*Task instructions:* Copy every line from the data below in which the string "position" can be found.

[Collected data entries]
== Segment start ==

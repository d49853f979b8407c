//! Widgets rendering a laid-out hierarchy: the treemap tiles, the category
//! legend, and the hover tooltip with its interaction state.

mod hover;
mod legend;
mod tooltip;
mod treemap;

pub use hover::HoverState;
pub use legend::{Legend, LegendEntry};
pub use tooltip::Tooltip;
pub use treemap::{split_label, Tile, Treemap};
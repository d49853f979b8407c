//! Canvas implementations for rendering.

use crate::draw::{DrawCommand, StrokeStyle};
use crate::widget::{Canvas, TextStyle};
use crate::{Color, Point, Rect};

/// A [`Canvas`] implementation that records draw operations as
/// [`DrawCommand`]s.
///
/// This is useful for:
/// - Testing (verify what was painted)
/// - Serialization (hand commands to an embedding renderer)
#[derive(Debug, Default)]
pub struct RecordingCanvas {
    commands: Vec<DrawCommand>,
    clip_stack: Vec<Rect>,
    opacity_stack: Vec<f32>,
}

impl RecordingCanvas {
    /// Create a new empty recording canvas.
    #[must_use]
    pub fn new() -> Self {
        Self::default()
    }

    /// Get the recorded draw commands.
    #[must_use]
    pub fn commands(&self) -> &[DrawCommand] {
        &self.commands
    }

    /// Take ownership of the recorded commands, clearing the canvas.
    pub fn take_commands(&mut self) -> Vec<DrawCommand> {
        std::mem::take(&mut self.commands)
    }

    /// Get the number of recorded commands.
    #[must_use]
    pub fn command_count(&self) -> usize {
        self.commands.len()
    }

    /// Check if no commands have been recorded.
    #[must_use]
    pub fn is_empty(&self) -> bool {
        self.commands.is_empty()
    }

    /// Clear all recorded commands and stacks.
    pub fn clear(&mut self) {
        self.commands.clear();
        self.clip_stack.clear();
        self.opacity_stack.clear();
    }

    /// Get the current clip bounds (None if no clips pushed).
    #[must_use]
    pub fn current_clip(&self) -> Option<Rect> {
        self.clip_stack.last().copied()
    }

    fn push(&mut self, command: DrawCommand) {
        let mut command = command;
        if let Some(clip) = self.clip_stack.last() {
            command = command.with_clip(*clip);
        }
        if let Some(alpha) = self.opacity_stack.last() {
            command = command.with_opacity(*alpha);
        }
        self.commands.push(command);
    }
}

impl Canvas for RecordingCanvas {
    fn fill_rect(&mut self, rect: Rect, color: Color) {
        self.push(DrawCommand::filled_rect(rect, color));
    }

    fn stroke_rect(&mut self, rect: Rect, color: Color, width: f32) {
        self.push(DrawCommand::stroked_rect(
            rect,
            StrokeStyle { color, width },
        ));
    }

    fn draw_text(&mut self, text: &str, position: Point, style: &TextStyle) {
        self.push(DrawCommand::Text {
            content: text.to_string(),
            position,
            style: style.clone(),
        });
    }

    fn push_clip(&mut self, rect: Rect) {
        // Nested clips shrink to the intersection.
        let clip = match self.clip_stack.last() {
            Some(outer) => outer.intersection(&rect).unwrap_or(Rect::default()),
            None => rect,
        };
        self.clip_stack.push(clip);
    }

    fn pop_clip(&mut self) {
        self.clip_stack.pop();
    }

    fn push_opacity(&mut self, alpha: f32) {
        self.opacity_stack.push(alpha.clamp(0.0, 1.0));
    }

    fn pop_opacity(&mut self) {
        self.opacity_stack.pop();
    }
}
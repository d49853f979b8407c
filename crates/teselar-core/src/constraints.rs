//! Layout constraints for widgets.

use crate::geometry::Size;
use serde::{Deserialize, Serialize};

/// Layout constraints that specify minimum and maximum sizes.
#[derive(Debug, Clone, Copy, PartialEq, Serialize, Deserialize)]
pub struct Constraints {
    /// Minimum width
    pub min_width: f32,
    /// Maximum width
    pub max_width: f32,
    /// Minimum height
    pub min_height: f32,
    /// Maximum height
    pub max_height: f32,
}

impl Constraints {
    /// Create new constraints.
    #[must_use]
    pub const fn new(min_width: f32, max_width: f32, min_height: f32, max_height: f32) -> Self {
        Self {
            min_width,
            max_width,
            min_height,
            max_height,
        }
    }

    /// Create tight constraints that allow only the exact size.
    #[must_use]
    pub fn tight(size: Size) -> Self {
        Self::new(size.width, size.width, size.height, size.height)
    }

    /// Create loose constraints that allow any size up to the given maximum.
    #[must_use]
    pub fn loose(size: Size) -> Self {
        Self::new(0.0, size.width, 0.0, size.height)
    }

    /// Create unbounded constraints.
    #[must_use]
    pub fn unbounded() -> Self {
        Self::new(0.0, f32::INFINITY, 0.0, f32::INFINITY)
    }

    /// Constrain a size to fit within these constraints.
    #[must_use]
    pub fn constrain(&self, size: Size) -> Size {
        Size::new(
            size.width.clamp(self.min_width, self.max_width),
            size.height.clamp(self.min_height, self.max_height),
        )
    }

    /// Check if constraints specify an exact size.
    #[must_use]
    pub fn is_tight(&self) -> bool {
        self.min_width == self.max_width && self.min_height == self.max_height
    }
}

== Segment end ==

*Solution:*
    fn draw_text(&mut self, text: &str, position: Point, style: &TextStyle) {
            position,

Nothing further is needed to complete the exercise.